Records contained in a dataset:
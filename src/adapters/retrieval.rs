//! Evidence retrieval adapters.
//!
//! `HttpRetriever` calls a search/fetch service that already evaluates stance.
//! `StaticRetriever` serves candidates from a JSON fixture for offline runs.

use std::collections::HashMap;
use std::path::Path;

use anyhow::{Context, Result};
use async_trait::async_trait;
use serde::{Deserialize, Serialize};

use super::{EvidenceRetriever, RetrievalRequest};
use crate::domain::CandidateSource;

/// Retriever backed by an HTTP search service
pub struct HttpRetriever {
    endpoint: String,
    client: reqwest::Client,
}

#[derive(Debug, Deserialize)]
struct SearchResponse {
    #[serde(default)]
    results: Vec<CandidateSource>,
}

impl HttpRetriever {
    pub fn new(endpoint: impl Into<String>) -> Self {
        Self {
            endpoint: endpoint.into(),
            client: reqwest::Client::new(),
        }
    }
}

#[async_trait]
impl EvidenceRetriever for HttpRetriever {
    fn name(&self) -> &str {
        "http-retriever"
    }

    async fn retrieve(&self, request: &RetrievalRequest) -> Result<Vec<CandidateSource>> {
        let response = self
            .client
            .post(&self.endpoint)
            .timeout(request.timeout)
            .json(request)
            .send()
            .await
            .with_context(|| format!("Failed to retrieve evidence for {}", request.claim_id))?;

        let status = response.status();
        if !status.is_success() {
            anyhow::bail!("Retrieval service returned {} for {}", status, request.claim_id);
        }

        let parsed: SearchResponse = response
            .json()
            .await
            .context("Failed to parse retrieval response")?;

        let mut results = parsed.results;
        results.truncate(request.max_results);
        Ok(results)
    }
}

/// Fixture format for `StaticRetriever`
///
/// ```json
/// { "by_claim": { "claim-1": [ ... ] }, "default": [ ... ] }
/// ```
#[derive(Debug, Clone, Default, Serialize, Deserialize)]
pub struct EvidenceFixture {
    #[serde(default)]
    pub by_claim: HashMap<String, Vec<CandidateSource>>,
    /// Served to claims with no entry of their own
    #[serde(default)]
    pub default: Vec<CandidateSource>,
}

/// Retriever answering from an in-memory fixture
#[derive(Debug, Clone, Default)]
pub struct StaticRetriever {
    fixture: EvidenceFixture,
}

impl StaticRetriever {
    pub fn new(fixture: EvidenceFixture) -> Self {
        Self { fixture }
    }

    /// Same candidates for every claim
    pub fn uniform(candidates: Vec<CandidateSource>) -> Self {
        Self::new(EvidenceFixture {
            by_claim: HashMap::new(),
            default: candidates,
        })
    }

    pub fn with_claim(mut self, claim_id: impl Into<String>, candidates: Vec<CandidateSource>) -> Self {
        self.fixture.by_claim.insert(claim_id.into(), candidates);
        self
    }

    /// Load a fixture file
    pub fn from_file(path: &Path) -> Result<Self> {
        let content = std::fs::read_to_string(path)
            .with_context(|| format!("Failed to read evidence fixture: {}", path.display()))?;
        let fixture = serde_json::from_str(&content)
            .with_context(|| format!("Failed to parse evidence fixture: {}", path.display()))?;
        Ok(Self::new(fixture))
    }
}

#[async_trait]
impl EvidenceRetriever for StaticRetriever {
    fn name(&self) -> &str {
        "static-retriever"
    }

    async fn retrieve(&self, request: &RetrievalRequest) -> Result<Vec<CandidateSource>> {
        let candidates = self
            .fixture
            .by_claim
            .get(&request.claim_id)
            .unwrap_or(&self.fixture.default);

        Ok(candidates.iter().take(request.max_results).cloned().collect())
    }
}

#[cfg(test)]
mod tests {
    use std::time::Duration;

    use super::*;

    fn candidate(url: &str) -> CandidateSource {
        CandidateSource {
            url: url.to_string(),
            title: String::new(),
            summary: String::new(),
            provider: String::new(),
            published_at: None,
            reliability: 0.5,
            stance_evaluation: Default::default(),
        }
    }

    fn request(claim_id: &str, max_results: usize) -> RetrievalRequest {
        RetrievalRequest {
            topic: "topic".to_string(),
            claim_id: claim_id.to_string(),
            claim_text: "text".to_string(),
            max_results,
            timeout: Duration::from_secs(1),
        }
    }

    #[tokio::test]
    async fn test_static_retriever_prefers_claim_entry() {
        let retriever = StaticRetriever::uniform(vec![candidate("https://a.com")])
            .with_claim("claim-2", vec![candidate("https://b.com"), candidate("https://c.com")]);

        let first = retriever.retrieve(&request("claim-1", 10)).await.unwrap();
        assert_eq!(first.len(), 1);
        assert_eq!(first[0].url, "https://a.com");

        let second = retriever.retrieve(&request("claim-2", 1)).await.unwrap();
        assert_eq!(second.len(), 1);
        assert_eq!(second[0].url, "https://b.com");
    }

    #[test]
    fn test_fixture_parsing() {
        let json = r#"{
            "default": [
                {
                    "url": "https://www.who.int/report",
                    "title": "Report",
                    "provider": "WHO",
                    "published_at": "2024-03-01T00:00:00Z",
                    "reliability": 0.9,
                    "stance_evaluation": { "stance": "supports", "relevance": 0.8 }
                }
            ]
        }"#;
        let fixture: EvidenceFixture = serde_json::from_str(json).unwrap();
        assert_eq!(fixture.default.len(), 1);
        assert_eq!(fixture.default[0].summary, "");
        assert_eq!(
            fixture.default[0].stance_evaluation.stance,
            crate::domain::Stance::Supports
        );
    }
}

Instructions to follow:
Which lines in the records contain the word "Duration"? Copy each one.

Solution to the problem:
    use std::time::Duration;
            timeout: Duration::from_secs(1),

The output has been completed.